Accumulated Prediction Errors, Information Criteria and Optimal Forecasting for Autoregressive Time Series

The predictive capability of a modification of Rissanen's accumulated prediction error (APE) criterion, ${\rm APE}_{\delta _{n}}$, is investigated in infinite-order autoregressive (AR(.)) models. Instead of accumulating squares of sequential prediction errors from the beginning, ${\rm APE}_{\delta _{n}}$ is obtained by summing these squared errors from stage $n\delta _{n}$, where n is the sample size and $1/n\leq \delta _{n}\leq 1-(1/n)$ may depend on n.
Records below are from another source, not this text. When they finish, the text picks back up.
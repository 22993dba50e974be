use bytesize::ByteSize;

/// Characters that are rejected by at least one common filesystem.
const UNSAFE_FILENAME_CHARS: &[char] = &['<', '>', ':', '"', '/', '\\', '|', '?', '*'];

/// Strips filesystem-unsafe characters from a proposed file name.
///
/// Every character in `< > : " / \ | ? *` is removed, then leading whitespace and
/// trailing whitespace or periods are trimmed.
pub fn sanitize_filename(filename: &str) -> String {
    let cleaned: String = filename
        .chars()
        .filter(|c| !UNSAFE_FILENAME_CHARS.contains(c))
        .collect();

    cleaned
        .trim_start()
        .trim_end_matches(|c: char| c.is_whitespace() || c == '.')
        .to_string()
}

/// Formats a byte count for display, e.g. `12.3 MB`
pub fn human_size(bytes: u64) -> String {
    ByteSize::b(bytes).display().si().to_string()
}

/// Local wall-clock time in the catalog's `YYYY-MM-DD HH:MM:SS` form
pub fn local_timestamp() -> String {
    chrono::Local::now().format("%Y-%m-%d %H:%M:%S").to_string()
}

#[cfg(test)]
mod tests {
    use super::*;

    #[test]
    fn test_sanitize_keeps_extension() {
        assert_eq!(sanitize_filename("My: Video?.mp4"), "My Video.mp4");
    }

    #[test]
    fn test_sanitize_strips_every_unsafe_char() {
        let sanitized = sanitize_filename(r#"a<b>c:d"e/f\g|h?i*j"#);
        assert_eq!(sanitized, "abcdefghij");
    }

    #[test]
    fn test_sanitize_trims_edges() {
        assert_eq!(sanitize_filename("  padded title . . "), "padded title");
        assert_eq!(sanitize_filename("ends with dots..."), "ends with dots");
        // Periods are only trimmed at the end
        assert_eq!(sanitize_filename(".hidden"), ".hidden");
    }

    #[test]
    fn test_sanitize_trailing_dot_exposed_by_removal() {
        assert_eq!(sanitize_filename("clip.?"), "clip");
    }

    #[test]
    fn test_sanitize_keeps_unicode() {
        assert_eq!(sanitize_filename("日本語: タイトル.webm"), "日本語 タイトル.webm");
    }

    #[test]
    fn test_sanitize_output_properties() {
        let inputs = [
            "",
            "   ",
            "...",
            "?*?",
            " leading and trailing ",
            "a/b/c.mp4.",
            "x: y | z?. ",
        ];
        for input in inputs {
            let out = sanitize_filename(input);
            assert!(
                !out.chars().any(|c| UNSAFE_FILENAME_CHARS.contains(&c)),
                "unsafe char left in {out:?}"
            );
            assert!(!out.starts_with(char::is_whitespace), "{out:?}");
            assert!(!out.ends_with(char::is_whitespace), "{out:?}");
            assert!(!out.ends_with('.'), "{out:?}");
        }
    }

    #[test]
    fn test_human_size() {
        assert_eq!(human_size(0), "0 B");
        assert!(human_size(5_000_000).ends_with("MB"));
    }

    #[test]
    fn test_local_timestamp_shape() {
        let ts = local_timestamp();
        assert!(chrono::NaiveDateTime::parse_from_str(&ts, "%Y-%m-%d %H:%M:%S").is_ok());
    }
}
Under certain regularity conditions, an asymptotic expression is derived for the mean-squared prediction error (MSPE) of an AR predictor with order determined by ${\rm APE}_{\delta _{n}}$. This expression shows that the prediction performance of ${\rm APE}_{\delta _{n}}$ can vary dramatically depending on the choice of $\delta _{n}$. Another interesting finding is that when $\delta _{n}$ approaches 1 at a certain rate, ${\rm APE}_{\delta _{n}}$ can achieve asymptotic efficiency in most practical situations. An asymptotic equivalence between ${\rm APE}_{\delta _{n}}$ and an information criterion with a suitable penalty term is also established from the MSPE point of view. This offers new perspectives for understanding the information and prediction-based model selection criteria. Finally, we provide the first asymptotic efficiency result for the case when the underlying AR(.) model is allowed to degenerate to a finite autoregression.